FASD is the leading cause of preventable developmental disability among Canadians. Because health behaviours must be considered within the greater context of the lives of women and their families, women require a variety of support, education, and policy approaches to enable them to maintain their health. A number of national groups in Canada have endorsed evidence-based practice guidelines – Alcohol Use and Pregnancy Consensus Clinical Guidelines – to help practitioners support women around alcohol use.1
1Endorsed by: The Society of Obstetricians and Gynaecologists of Canada; Motherisk; The College of Family Physicians of Canada; Canadian Association of Midwives; Association of Obstetricians and Gynecologists of Quebec; Federation of Medical Women of Canada; Society of Rural Physicians of Canada; Canadian Association of Perinatal and Women’s Health Nurses.
• Universal screening for alcohol consumption should be done periodically for all pregnant women and women of child-bearing age.

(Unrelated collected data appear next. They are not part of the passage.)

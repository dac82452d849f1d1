use std::io::ErrorKind;
use std::path::PathBuf;
use std::sync::Mutex;

pub trait ConfigContentProvider {
    /// `Ok(None)` means there is no stored config yet.
    fn get_config_content(&self) -> Result<Option<String>, String>;
    fn set_config_content(&self, content: &str) -> Result<(), String>;
}

pub struct FileContentConfigProvider {
    file_path: PathBuf,
}

impl FileContentConfigProvider {
    pub fn new(file_path: impl Into<PathBuf>) -> Self {
        Self {
            file_path: file_path.into(),
        }
    }
}

impl ConfigContentProvider for FileContentConfigProvider {
    fn get_config_content(&self) -> Result<Option<String>, String> {
        match std::fs::read_to_string(&self.file_path) {
            Ok(content) => Ok(Some(content)),
            Err(err) if err.kind() == ErrorKind::NotFound => Ok(None),
            Err(err) => Err(format!(
                "Failed to read config file {}: {}",
                self.file_path.display(),
                err
            )),
        }
    }

    fn set_config_content(&self, content: &str) -> Result<(), String> {
        if let Some(parent) = self.file_path.parent()
            && !parent.as_os_str().is_empty()
        {
            std::fs::create_dir_all(parent)
                .map_err(|e| format!("Failed to create config directory: {}", e))?;
        }
        std::fs::write(&self.file_path, content).map_err(|e| {
            format!(
                "Failed to write config file {}: {}",
                self.file_path.display(),
                e
            )
        })
    }
}

/// Keeps config content in memory; used for tests and for runs without a config file.
#[derive(Default)]
pub struct InMemoryConfigProvider {
    content: Mutex<Option<String>>,
}

impl InMemoryConfigProvider {
    pub fn new(content: Option<String>) -> Self {
        Self {
            content: Mutex::new(content),
        }
    }
}

impl ConfigContentProvider for InMemoryConfigProvider {
    fn get_config_content(&self) -> Result<Option<String>, String> {
        let content = self
            .content
            .lock()
            .map_err(|_| "Config content lock poisoned".to_string())?;
        Ok(content.clone())
    }

    fn set_config_content(&self, content: &str) -> Result<(), String> {
        let mut current = self
            .content
            .lock()
            .map_err(|_| "Config content lock poisoned".to_string())?;
        *current = Some(content.to_string());
        Ok(())
    }
}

• Healthcare providers should create a safe environment for women to report alcohol consumption.
• The public should be informed that alcohol screening and support for women at risk is part of routine women’s healthcare.
• Healthcare providers should be aware of the risk factors associated with alcohol use in women of reproductive age.
• Brief interventions are effective and should be provided by healthcare providers for women with at-risk drinking.
• If a woman continues to use alcohol during pregnancy, harm reduction/treatment strategies should be encouraged.
• Pregnant women should be given priority access to withdrawal management and treatment.
• Healthcare providers should advise women that low-level consumption of alcohol in early pregnancy is not an indication for termination of pregnancy.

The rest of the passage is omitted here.